Il tesoriere del Pd ci dice perché il federalismo è una grande occasione per il Pd

Claudio Cerasa

Roma. “Nel nostro partito ci sono molte persone che non hanno capito l'occasione storica che ci ritroviamo davanti. Il federalismo, se fatto come si deve, può essere una vera occasione per rivoluzionare l'Italia, rivoltandola come un calzino e responsabilizzando quelle aree e quelle regioni che oggi stanno letteralmente finendo a rotoli". Vi chiederete se queste parole arrivino dalla bocca di un vecchio leghista o magari dalle labbra di un convertito dipietrista, e invece no...
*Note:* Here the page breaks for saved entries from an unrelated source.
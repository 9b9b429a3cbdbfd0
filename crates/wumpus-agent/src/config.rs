use serde::{Deserialize, Serialize};
use wumpus_logic::ResolutionLimits;
use wumpus_nav::PlannerConfig;

/// Tunables for one agent.
#[derive(Debug, Clone, PartialEq, Serialize, Deserialize)]
#[serde(default)]
pub struct AgentConfig {
    /// Number of trace entries kept; older ones are dropped.
    #[serde(default = "default_trace_capacity")]
    pub trace_capacity: usize,

    /// Risk of a cell with no visited neighbour to judge it by.
    #[serde(default = "default_unknown_risk")]
    pub unknown_risk: f32,

    /// Unvisited cells below this risk are explored without hesitation.
    #[serde(default = "default_safe_explore_risk")]
    pub safe_explore_risk: f32,

    /// Last-resort moves must stay below this risk.
    #[serde(default = "default_last_resort_risk")]
    pub last_resort_risk: f32,

    #[serde(default)]
    pub planner: PlannerConfig,

    #[serde(default)]
    pub resolution: ResolutionLimits,
}

fn default_trace_capacity() -> usize {
    50
}
fn default_unknown_risk() -> f32 {
    0.7
}
fn default_safe_explore_risk() -> f32 {
    0.2
}
fn default_last_resort_risk() -> f32 {
    0.3
}

impl Default for AgentConfig {
    fn default() -> Self {
        Self {
            trace_capacity: default_trace_capacity(),
            unknown_risk: default_unknown_risk(),
            safe_explore_risk: default_safe_explore_risk(),
            last_resort_risk: default_last_resort_risk(),
            planner: PlannerConfig::default(),
            resolution: ResolutionLimits::default(),
        }
    }
}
    Roma. “Nel nostro partito ci sono molte persone che non hanno capito l'occasione storica che ci ritroviamo davanti. Il federalismo, se fatto come si deve, può essere una vera occasione per rivoluzionare l'Italia, rivoltandola come un calzino e responsabilizzando quelle aree e quelle regioni che oggi stanno letteralmente finendo a rotoli. E per far diventare il nostro un paese più europeo, in cui far coesistere gradualmente ogni singola autonomia delle regioni, beh, non c'è dubbio che una sana riforma federalista non può che farci bene. La storia che costerebbe tanti soldi allo stato? Sinceramente, io non ci credo”.
    Vi chiederete se queste parole arrivino dalla bocca di un vecchio leghista o magari dalle labbra di un convertito dipietrista, e invece no: a parlare con il Foglio di federalismo fiscale, e in particolare di federalismo demaniale, è uno dei nuovi volti del Pd, uno di quei dirigenti democratici che quando ragiona di quattrini, tra l'altro, sa perfettamente di che cosa sta parlando.
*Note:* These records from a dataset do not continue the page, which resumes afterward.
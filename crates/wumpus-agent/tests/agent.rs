use wumpus_agent::{AgentConfig, AgentState, DecisionKind, LogicalAgent, Policy};
use wumpus_core::{Action, Cell, Direction, GridWorld, Percept, World};
use wumpus_logic::{KnowledgeBase, Literal, Predicate};

fn run_episode(world: &mut GridWorld, agent: &mut LogicalAgent, max_turns: usize) -> usize {
    let mut turns = 0;
    while turns < max_turns && agent.step(world).is_some() {
        turns += 1;
    }
    turns
}

#[test]
fn glitter_without_gold_always_grabs() {
    let policy = Policy::new(4, 4, &AgentConfig::default());
    let mut kb = KnowledgeBase::new().with_bounds(4, 4);
    kb.add_fact("Wumpus(2,1)".parse().unwrap());
    kb.add_fact("Gold(3,3)".parse().unwrap());

    for (x, y) in [(0, 0), (1, 1), (3, 0)] {
        for has_arrow in [true, false] {
            for wumpus_killed in [true, false] {
                let mut state = AgentState::at(Cell::new(x, y));
                state.has_arrow = has_arrow;
                state.wumpus_killed = wumpus_killed;
                let percept = Percept::default()
                    .with_glitter()
                    .with_stench()
                    .with_breeze();

                let decision = policy.decide(&state, &kb, &percept);
                assert_eq!(decision.kind, DecisionKind::Grab);
                assert_eq!(decision.action, Some(Action::Grab));
            }
        }
    }
}

#[test]
fn breeze_at_origin_keeps_origin_safe() {
    let mut world = GridWorld::new(3, 3).with_pit(Cell::new(1, 0));
    let mut agent = LogicalAgent::new(3, 3, AgentConfig::default());

    let report = agent.step(&mut world).expect("game running");
    assert!(report.percept.breeze);

    let kb = agent.knowledge_base();
    for cell in [Cell::new(1, 0), Cell::new(0, 1)] {
        let suspect = Literal::at(Predicate::PossiblePit, cell);
        assert!(kb.has_fact(&suspect));
        assert!(agent.query(&suspect));
    }
    assert!(agent.state().safe.contains(&Cell::ORIGIN));
    // Both exits are breezy guesses, so the agent waits rather than gamble.
    assert_eq!(report.decision.kind, DecisionKind::Idle);
    assert!(world.is_agent_alive());
}

#[test]
fn gold_holder_walks_back_to_origin() {
    let policy = Policy::new(3, 3, &AgentConfig::default());
    let kb = KnowledgeBase::new().with_bounds(3, 3);
    let mut state = AgentState::at(Cell::new(2, 2));
    state.has_gold = true;

    let mut steps = 0;
    while state.position != Cell::ORIGIN {
        let decision = policy.decide(&state, &kb, &Percept::default());
        assert_eq!(decision.kind, DecisionKind::ReturnHome);
        let Some(Action::MoveForward(direction)) = decision.action else {
            panic!("expected a move, got {:?}", decision.action);
        };
        let next = state.position.step(direction);
        assert_eq!(
            next.manhattan(Cell::ORIGIN) + 1,
            state.position.manhattan(Cell::ORIGIN)
        );
        state.position = next;
        state.visited.insert(next);
        steps += 1;
        assert!(steps <= 4);
    }

    let decision = policy.decide(&state, &kb, &Percept::default());
    assert_eq!(decision.kind, DecisionKind::ReturnHome);
    assert_eq!(decision.action, None);
}

#[test]
fn hazard_free_cave_is_solved() {
    let mut world = GridWorld::new(3, 3).with_gold(Cell::new(2, 2));
    let mut agent = LogicalAgent::new(3, 3, AgentConfig::default());

    run_episode(&mut world, &mut agent, 50);

    assert!(world.is_game_over());
    assert!(world.is_agent_alive());
    assert!(agent.state().has_gold);
    assert_eq!(agent.state().position, Cell::ORIGIN);
    assert_eq!(world.score(), 1000 - 8);
}

#[test]
fn located_wumpus_is_shot_before_gold_run() {
    let mut world = GridWorld::new(4, 4)
        .with_wumpus(Cell::new(2, 0))
        .with_gold(Cell::new(3, 3));
    let mut agent = LogicalAgent::new(4, 4, AgentConfig::default());

    run_episode(&mut world, &mut agent, 100);

    let state = agent.state();
    assert!(world.is_game_over());
    assert!(world.is_agent_alive());
    assert!(state.wumpus_killed);
    assert!(!state.has_arrow);
    assert!(state.has_gold);
    assert_eq!(state.position, Cell::ORIGIN);
    assert!(agent
        .knowledge_base()
        .has_fact(&Literal::nullary(Predicate::WumpusDead)));
    assert!(!agent
        .knowledge_base()
        .store()
        .known()
        .any(|l| l.is(&Predicate::PossibleWumpus, false)));
    // 16 moves, one arrow, the gold.
    assert_eq!(world.score(), 1000 - 16 - 10);
}

#[test]
fn trace_is_bounded_and_snapshots_serialize() {
    let config = AgentConfig {
        trace_capacity: 5,
        ..AgentConfig::default()
    };
    let mut world = GridWorld::new(3, 3).with_gold(Cell::new(2, 2));
    let mut agent = LogicalAgent::new(3, 3, config);
    run_episode(&mut world, &mut agent, 3);

    assert_eq!(agent.thoughts().len(), 5);
    let snapshot = agent.snapshot();
    assert_eq!(snapshot.move_count, 3);
    assert_eq!(snapshot.direction, Direction::South);
    assert!(snapshot.visited.contains(&Cell::new(2, 0)));

    let json = serde_json::to_string(&snapshot).expect("snapshot json");
    assert!(json.contains("\"risk_assessment\""));
    let knowledge = serde_json::to_value(agent.knowledge()).expect("knowledge json");
    assert!(knowledge["facts"]
        .as_array()
        .expect("facts array")
        .iter()
        .any(|f| f == "Visited(2,0)"));
}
    Lui si chiama Antonio Misiani, è un deputato del Pd, è membro di quella commissione bicamerale che ha lavorato, e che lavorerà ancora, sul federalismo fiscale; ma, soprattutto, Misiani è l'uomo che tiene sotto controllo le casse del Pd. E sulla riforma federale, il tesoriere del Partito democratico ha idee piuttosto controcorrente.
    Il federalismo di cui parliamo si riferisce in particolare al testo che disciplina il trasferimento dei beni dello stato alle autonomie locali – il così detto federalismo demaniale – approvato ieri pomeriggio in Consiglio dei ministri dopo aver ricevuto il via libera il giorno precedente in commissione bicamerale: con i voti favorevoli di Lega, Pdl e (a sorpresa) Italia dei valori, con i voti contrari di Udc e Api e con l'astensione di un solo partito: il Pd. “Lo dico con franchezza – dice Misiani, quarantenne democratico bergamasco – la vera ragione per cui il Pd non doveva votare a favore di questo decreto non era legata al fatto che il federalismo demaniale fosse un male per il paese; quanto piuttosto che il testo di cui abbiamo discusso in commissione, e che la Lega mi pare di capire che consideri ‘rivoluzionario', era accettabile, sì, ma non presentava nessuno di quei caratteri appunto rivoluzionari di cui invece avremmo urgentemente bisogno. Questa di cui stiamo parlando, almeno al momento, è una riforma federale azzoppata e decisamente troppo fiacca, migliorata semmai dal Pd – non dalla Lega nè tantomeno da Antonio Di Pietro. Il federalismo, quello vero, è invece un'innovazione ambiziosa e importante: capisco che questo argomento possa essere accolto con fatica in tanti settori del nostro paese che non vogliono rinunciare ai loro privilegi, ma offrire la possibilità di modernizzare regioni che spesso si sono comportate in modo poco responsabile, beh, è un'occasione importante, e il Pd non se la deve far sfuggire”.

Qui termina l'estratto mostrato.